Cyclic Heptapeptide FZ1 Acts as an Integrin αvβ3 Agonist to Facilitate Diabetic Skin Wound Healing by Enhancing Angiogenesis

Diabetic wound healing remains a persistent clinical challenge, necessitating the development of effective therapeutic agents and a deeper understanding of regulatory mechanisms. The cyclic heptapeptide FZ1, characterized by favorable biocompatibility, exhibited significantly greater efficacy than rh-bFGF and CyRL-QN15 in promoting cell proliferation and migration. In diabetic wound models, FZ1 markedly accelerated tissue regeneration and stimulated angiogenesis, as indicated by the upregulation of CD31 and α-SMA. Mechanistic investigations combining single-cell RNA sequencing, RNA interference, surface plasmon resonance, and molecular docking revealed that FZ1 directly bound to integrin αvβ3, activating FAK-dependent AKT and ERK1/2 signaling pathways to induce VEGFC expression.
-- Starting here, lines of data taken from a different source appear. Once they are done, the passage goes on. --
//! Demo application: temperature commands and queries plus a few routes that
//! proxy an upstream comments API through named HTTP clients.

pub mod clients;
pub mod temperature;

use std::sync::Arc;

use axum::{
    Json, Router,
    extract::{Path, State},
    http::StatusCode,
    routing::{get, post},
};
use cqrs_host::{
    ApiResult, CommandHandler, CompositionContainer, CompositionRoot,
    ConfigurationBuilder, EntryPoint, HostBuilder, HostBuilderContext,
    HostContext, HostError, HttpClientFactory, HttpClientOptions, QueryHandler,
    ServiceCollection,
};
use tracing::debug;

use clients::{CommentsClient, POSTS_CLIENT, ValueClient};
use temperature::{
    FixedTemperatureSource, TemperatureCommand, TemperatureCommandHandler,
    TemperatureQuery, TemperatureQueryHandler, TemperatureQueryResult,
    TemperatureSource,
};

const DEFAULTS: &str = include_str!("../config/defaults.toml");

/// Prefix of environment variables read into the app configuration, e.g.
/// `CQRS_Comments__BaseUrl`.
pub const ENV_PREFIX: &str = "CQRS_";

/// Registers the command and query handlers with the container.
#[derive(Debug, Default)]
pub struct AppCompositionRoot;

impl CompositionRoot for AppCompositionRoot {
    fn compose(&self, container: &mut CompositionContainer) {
        container
            .register_instance::<dyn TemperatureSource>(Arc::new(
                FixedTemperatureSource::default(),
            ))
            .register_singleton::<dyn CommandHandler<TemperatureCommand>, _>(
                |services| {
                    let logger = services.logger::<TemperatureCommand>()?;
                    Ok(Arc::new(TemperatureCommandHandler::new(logger)))
                },
            )
            .register_singleton::<dyn QueryHandler<TemperatureQuery>, _>(
                |services| {
                    let source = services.get::<dyn TemperatureSource>()?;
                    Ok(Arc::new(TemperatureQueryHandler::new(source)))
                },
            );
    }
}

/// Entry point of the demo application.
#[derive(Debug)]
pub struct App;

impl EntryPoint for App {
    fn configure(builder: &mut HostBuilder) -> Result<(), HostError> {
        let mut container = CompositionContainer::new();
        container.register_from(&AppCompositionRoot);

        builder
            .use_container(container)
            .configure_app_configuration(|_, config| add_app_sources(config))
            .configure_services(register_http_clients);
        Ok(())
    }

    fn router() -> Router<HostContext> {
        Router::new()
            .route("/temperatures/{city}", get(get_temperature))
            .route("/temperatures", post(post_temperature))
            .route("/comments", get(get_comments))
            .route("/comments/{id}", get(get_comment))
            .route("/posts/{id}", get(get_post))
            .route("/value", get(get_value))
    }
}

fn add_app_sources(config: &mut ConfigurationBuilder) {
    config
        .add_toml_str("defaults.toml", DEFAULTS)
        .add_env_file(".env", true)
        .add_environment_variables(Some(ENV_PREFIX));
}

fn register_http_clients(context: &HostBuilderContext, services: &mut ServiceCollection) {
    let options_for = |section: &str| {
        let options = HttpClientOptions::new();
        match context.configuration.get(&format!("{section}:BaseUrl")) {
            Some(base_url) => {
                debug!(section, base_url, "declaring http client");
                options.base_url(base_url)
            }
            None => {
                debug!(section, "http client declared without a base url");
                options
            }
        }
    };

    services
        .add_typed_client::<CommentsClient>(options_for("Comments"))
        .add_typed_client::<ValueClient>(options_for("Values"))
        .add_http_client(POSTS_CLIENT, options_for("Posts"));
}

async fn get_temperature(
    State(context): State<HostContext>,
    Path(city): Path<String>,
) -> ApiResult<Json<TemperatureQueryResult>> {
    let result = context.queries().execute(TemperatureQuery { city }).await?;
    Ok(Json(result))
}

async fn post_temperature(
    State(context): State<HostContext>,
    Json(command): Json<TemperatureCommand>,
) -> ApiResult<StatusCode> {
    context.commands().execute(command).await?;
    Ok(StatusCode::OK)
}

async fn get_comments(State(context): State<HostContext>) -> ApiResult<String> {
    let client = context.services().get::<CommentsClient>()?;
    Ok(client.get_comments().await?)
}

async fn get_comment(
    State(context): State<HostContext>,
    Path(id): Path<String>,
) -> ApiResult<String> {
    let client = context.services().get::<CommentsClient>()?;
    Ok(client.get_comment(&id).await?)
}

async fn get_post(
    State(context): State<HostContext>,
    Path(id): Path<u32>,
) -> ApiResult<String> {
    let factory = context.services().get::<dyn HttpClientFactory>()?;
    let client = factory.create_client(POSTS_CLIENT);
    Ok(client.get_string(&format!("posts/{id}")).await?)
}

async fn get_value(State(context): State<HostContext>) -> ApiResult<Json<i64>> {
    let client = context.services().get::<ValueClient>()?;
    Ok(Json(client.get_value().await?))
}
This signaling cascade enhanced endothelial cell proliferation, migration, and tube formation, collectively contributing to improved angiogenesis and wound closure. These findings identify FZ1 as the first peptide agonist targeting integrin αvβ3 with demonstrated pro-healing effects in diabetic wounds, representing a promising therapeutic candidate supported by defined molecular mechanisms.